■ **What is needed**: Among the entries below, take the line with "filename src/ui/components/dialog/error_dialog.rs" and the line with "let key = Style::default()", and output them and every line between them exactly, with nothing else.

(Excerpts from a dataset)
· · · ·

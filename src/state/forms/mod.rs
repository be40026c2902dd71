//! Form domain layer
//!
//! Field validators, the signup store and wizard, the decorative login
//! form, and signup completion.

mod completion;
mod field;
mod form_state;
mod login;
mod password;
mod signup;
mod validators;
mod wizard;

pub use completion::complete_signup;
pub use field::FormField;
pub use form_state::{Form, SignupFlow, WizardButton};
pub use login::LoginView;
pub use password::{generate_password, SUGGESTED_PASSWORD_LEN};
pub use wizard::StepStatus;

#[cfg(test)]
pub use signup::{SignupAction, SignupField};
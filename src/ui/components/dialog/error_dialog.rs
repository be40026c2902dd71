//! Error dialog component

use super::base::{render_dialog, DialogConfig};
use ratatui::{
    style::{Color, Modifier, Style},
    text::Span,
    Frame,
};

/// Render the oldest queued error; `pending` counts the ones behind it
pub fn render_error_dialog(frame: &mut Frame, message: &str, pending: usize) {
    let key = Style::default()
        .fg(Color::Cyan)
        .add_modifier(Modifier::BOLD);
    let mut hint = vec![
        Span::raw("Press "),
        Span::styled("Enter", key),
        Span::raw(" or "),
        Span::styled("Esc", key),
        Span::raw(" to dismiss"),
    ];
    if pending > 0 {
        hint.push(Span::styled(
            format!("  (+{pending} more)"),
            Style::default().fg(Color::DarkGray),
        ));
    }

    render_dialog(
        frame,
        DialogConfig {
            title: "Error",
            accent: Color::Red,
            message,
            hint: Some(hint),
            max_width: 60,
        },
    );
}
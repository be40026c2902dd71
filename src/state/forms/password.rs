//! Random password suggestions used as placeholder text

use rand::seq::SliceRandom;
use rand::Rng;

const UPPERCASE: &[u8] = b"ABCDEFGHIJKLMNOPQRSTUVWXYZ";
const LOWERCASE: &[u8] = b"abcdefghijklmnopqrstuvwxyz";
const DIGITS: &[u8] = b"0123456789";
const SPECIAL: &[u8] = b"!@#$%^&*()-=+[]{}|;:,.<>?";

/// Length of the suggestion shown in password fields
pub const SUGGESTED_PASSWORD_LEN: usize = 16;

/// Generate a password with at least one character from every class
pub fn generate_password(length: usize) -> String {
    generate_password_with(&mut rand::thread_rng(), length)
}

pub fn generate_password_with<R: Rng + ?Sized>(rng: &mut R, length: usize) -> String {
    let classes = [UPPERCASE, LOWERCASE, DIGITS, SPECIAL];
    let all: Vec<u8> = classes.concat();

    let mut chars: Vec<u8> = classes
        .iter()
        .filter_map(|class| class.choose(&mut *rng).copied())
        .collect();
    while chars.len() < length {
        if let Some(c) = all.choose(&mut *rng) {
            chars.push(*c);
        }
    }
    chars.shuffle(rng);
    chars.into_iter().map(char::from).collect()
}
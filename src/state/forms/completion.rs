//! Signup completion: turn a validated form into a saved farm profile

use super::signup::SignupForm;
use crate::storage::{FarmLocation, FarmProfile, ProfileStore};
use anyhow::{Context, Result};
use chrono::Utc;
use uuid::Uuid;

impl FarmProfile {
    /// Build a profile from a fully set signup form
    pub fn from_signup(form: &SignupForm) -> Option<Self> {
        Some(Self {
            id: Uuid::new_v4(),
            username: form.username.clone()?,
            email: form.email.clone()?,
            location: FarmLocation {
                latitude: form.latitude?,
                longitude: form.longitude?,
            },
            created_at: Utc::now(),
        })
    }
}

/// Persist the profile for a finished signup.
///
/// Called from `Wizard::finish`, so it runs once per wizard and only with a
/// form whose every step validated.
pub fn complete_signup(form: &SignupForm, store: &dyn ProfileStore) -> Result<FarmProfile> {
    let profile = FarmProfile::from_signup(form).context("signup form is incomplete")?;
    store.save(&profile)?;
    tracing::info!(
        username = %profile.username,
        latitude = profile.location.latitude,
        longitude = profile.location.longitude,
        "signup complete"
    );
    Ok(profile)
}

#[cfg(test)]
mod tests {
    use super::*;
    use crate::state::forms::signup::{signup_steps, SignupAction, SignupStore};
    use crate::state::forms::wizard::Wizard;
    use crate::storage::MockProfileStore;
    use anyhow::anyhow;

    fn complete_form() -> SignupForm {
        SignupForm {
            username: Some("validuser".into()),
            email: Some("user@example.com".into()),
            password: Some("Abcdef1!".into()),
            confirm_password: Some("Abcdef1!".into()),
            longitude: Some(31.23),
            latitude: Some(30.04),
        }
    }

    #[test]
    fn test_from_signup_requires_all_fields() {
        let mut form = complete_form();
        assert!(FarmProfile::from_signup(&form).is_some());
        form.latitude = None;
        assert!(FarmProfile::from_signup(&form).is_none());
    }

    #[test]
    fn test_complete_signup_saves_once() {
        let mut store = MockProfileStore::new();
        store
            .expect_save()
            .withf(|p| {
                p.username == "validuser"
                    && p.location
                        == FarmLocation {
                            latitude: 30.04,
                            longitude: 31.23,
                        }
            })
            .times(1)
            .returning(|_| Ok(()));

        let profile = complete_signup(&complete_form(), &store).unwrap();
        assert_eq!(profile.email, "user@example.com");
    }

    #[test]
    fn test_complete_signup_surfaces_store_failure() {
        let mut store = MockProfileStore::new();
        store
            .expect_save()
            .times(1)
            .returning(|_| Err(anyhow!("disk full")));

        let err = complete_signup(&complete_form(), &store).unwrap_err();
        assert!(err.to_string().contains("disk full"));
    }

    #[test]
    fn test_incomplete_form_never_reaches_store() {
        let mut store = MockProfileStore::new();
        store.expect_save().times(0);

        let form = SignupForm {
            latitude: None,
            ..complete_form()
        };
        assert!(complete_signup(&form, &store).is_err());
    }

    #[test]
    fn test_wizard_finish_drives_completion() {
        let mut store = MockProfileStore::new();
        store.expect_save().times(1).returning(|_| Ok(()));

        let mut signup = SignupStore::new();
        let mut wizard = Wizard::new(signup_steps()).unwrap();
        signup.dispatch(SignupAction::SetUsername("validuser".into()));
        wizard.next(signup.state()).unwrap();
        signup.dispatch(SignupAction::SetEmail("user@example.com".into()));
        signup.dispatch(SignupAction::SetPassword("Abcdef1!".into()));
        signup.dispatch(SignupAction::SetConfirmPassword("Abcdef1!".into()));
        wizard.next(signup.state()).unwrap();
        signup.dispatch(SignupAction::SetLongitude(31.23));
        signup.dispatch(SignupAction::SetLatitude(30.04));

        let profile = wizard
            .finish(signup.state(), |form| complete_signup(form, &store))
            .expect("wizard finishes")
            .expect("profile saved");
        assert_eq!(profile.username, "validuser");
    }
}
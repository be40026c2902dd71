//! HTTP client for the Crop Compass land API
//!
//! Each call is a single GET keyed by the farm coordinates. There is no
//! retry: a failed request is reported once and the caller decides what
//! to show.

use super::models::{Envelope, Prediction, RainfallRecord, RainfallSeries, SoilProperties, WeatherReport};
use super::traits::FarmApi;
use crate::storage::FarmLocation;
use anyhow::{Context, Result};
use async_trait::async_trait;
use reqwest::Client;
use serde::de::DeserializeOwned;
use std::time::Duration;
use thiserror::Error;

/// Default API base URL
pub const DEFAULT_API_URL: &str = "https://crop-compass-server.fly.dev/api/v1/land";

/// Default per-request timeout
pub const DEFAULT_TIMEOUT: Duration = Duration::from_secs(20);

#[derive(Debug, Error)]
pub enum ApiError {
    #[error("{endpoint} returned HTTP {status}")]
    Status {
        endpoint: &'static str,
        status: reqwest::StatusCode,
    },
}

/// Client for the land endpoints (`/weather`, `/rainfall`, `/soilgrids`,
/// `/prediction`)
#[derive(Debug, Clone)]
pub struct FarmApiClient {
    http: Client,
    base_url: String,
}

impl FarmApiClient {
    pub fn new(base_url: impl Into<String>, timeout: Duration) -> Result<Self> {
        let http = Client::builder()
            .timeout(timeout)
            .build()
            .context("Failed to build HTTP client")?;
        Ok(Self {
            http,
            base_url: base_url.into().trim_end_matches('/').to_string(),
        })
    }

    /// Full URL for an endpoint at the given location
    pub fn endpoint_url(&self, endpoint: &str, location: FarmLocation) -> String {
        format!(
            "{}/{}?lat={}&lon={}",
            self.base_url, endpoint, location.latitude, location.longitude
        )
    }

    async fn get<T: DeserializeOwned>(
        &self,
        endpoint: &'static str,
        location: FarmLocation,
    ) -> Result<T> {
        let url = self.endpoint_url(endpoint, location);
        tracing::debug!(%url, "GET");

        let response = self
            .http
            .get(&url)
            .send()
            .await
            .with_context(|| format!("Failed to reach {endpoint}"))?;

        let status = response.status();
        if !status.is_success() {
            return Err(ApiError::Status { endpoint, status }.into());
        }

        let envelope: Envelope<T> = response
            .json()
            .await
            .with_context(|| format!("Failed to decode {endpoint} response"))?;
        Ok(envelope.data)
    }
}

#[async_trait]
impl FarmApi for FarmApiClient {
    async fn weather(&self, location: FarmLocation) -> Result<WeatherReport> {
        self.get("weather", location).await
    }

    async fn rainfall(&self, location: FarmLocation) -> Result<Vec<RainfallRecord>> {
        let series: RainfallSeries = self.get("rainfall", location).await?;
        Ok(series.data)
    }

    async fn soil(&self, location: FarmLocation) -> Result<SoilProperties> {
        self.get("soilgrids", location).await
    }

    async fn prediction(&self, location: FarmLocation) -> Result<Prediction> {
        self.get("prediction", location).await
    }
}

· · · ·

■ **Your solution**:
filename src/ui/components/dialog/error_dialog.rs
repository be40026c2902dd71
//! Error dialog component

use super::base::{render_dialog, DialogConfig};
use ratatui::{
    style::{Color, Modifier, Style},
    text::Span,
    Frame,
};

/// Render the oldest queued error; `pending` counts the ones behind it
pub fn render_error_dialog(frame: &mut Frame, message: &str, pending: usize) {
    let key = Style::default()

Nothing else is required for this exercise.